Compute how many lines below contain the word "clap" and respond with that number only.
^^^^^^^^^^^^^^^^
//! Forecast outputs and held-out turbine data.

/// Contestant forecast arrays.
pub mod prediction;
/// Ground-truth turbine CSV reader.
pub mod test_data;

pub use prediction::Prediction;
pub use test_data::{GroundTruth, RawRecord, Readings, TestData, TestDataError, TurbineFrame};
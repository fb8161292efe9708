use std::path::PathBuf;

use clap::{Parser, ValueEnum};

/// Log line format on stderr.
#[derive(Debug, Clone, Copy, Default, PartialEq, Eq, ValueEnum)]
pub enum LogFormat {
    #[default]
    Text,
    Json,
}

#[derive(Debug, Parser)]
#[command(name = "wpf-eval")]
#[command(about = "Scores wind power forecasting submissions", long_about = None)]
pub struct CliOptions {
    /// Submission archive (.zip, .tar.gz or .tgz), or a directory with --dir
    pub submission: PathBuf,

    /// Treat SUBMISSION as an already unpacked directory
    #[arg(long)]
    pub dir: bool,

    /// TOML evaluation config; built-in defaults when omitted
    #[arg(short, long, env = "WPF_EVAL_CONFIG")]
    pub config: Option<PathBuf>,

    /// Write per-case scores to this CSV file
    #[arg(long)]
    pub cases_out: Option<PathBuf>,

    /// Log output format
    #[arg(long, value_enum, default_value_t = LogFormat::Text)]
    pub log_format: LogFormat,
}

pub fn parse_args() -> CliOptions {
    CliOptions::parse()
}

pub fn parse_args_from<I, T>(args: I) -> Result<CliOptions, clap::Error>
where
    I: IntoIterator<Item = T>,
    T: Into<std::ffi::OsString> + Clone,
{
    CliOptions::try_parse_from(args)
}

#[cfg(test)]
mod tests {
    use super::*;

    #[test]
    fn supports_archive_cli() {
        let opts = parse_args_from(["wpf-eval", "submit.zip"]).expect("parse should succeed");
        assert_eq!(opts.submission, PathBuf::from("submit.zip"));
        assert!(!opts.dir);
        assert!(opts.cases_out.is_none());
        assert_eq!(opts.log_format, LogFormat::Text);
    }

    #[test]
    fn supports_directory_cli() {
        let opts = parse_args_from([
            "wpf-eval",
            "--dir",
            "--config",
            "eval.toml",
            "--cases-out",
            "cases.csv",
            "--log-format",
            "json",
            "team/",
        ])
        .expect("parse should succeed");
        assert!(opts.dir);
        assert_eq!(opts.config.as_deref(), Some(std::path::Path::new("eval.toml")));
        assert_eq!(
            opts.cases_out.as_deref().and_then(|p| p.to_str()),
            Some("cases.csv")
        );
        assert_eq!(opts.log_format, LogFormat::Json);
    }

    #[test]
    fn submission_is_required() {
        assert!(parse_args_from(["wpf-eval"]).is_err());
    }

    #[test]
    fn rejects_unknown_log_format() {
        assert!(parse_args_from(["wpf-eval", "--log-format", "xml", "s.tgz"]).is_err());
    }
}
^^^^^^^^^^^^^^^^
*EXERCISE SOLUTION*:
2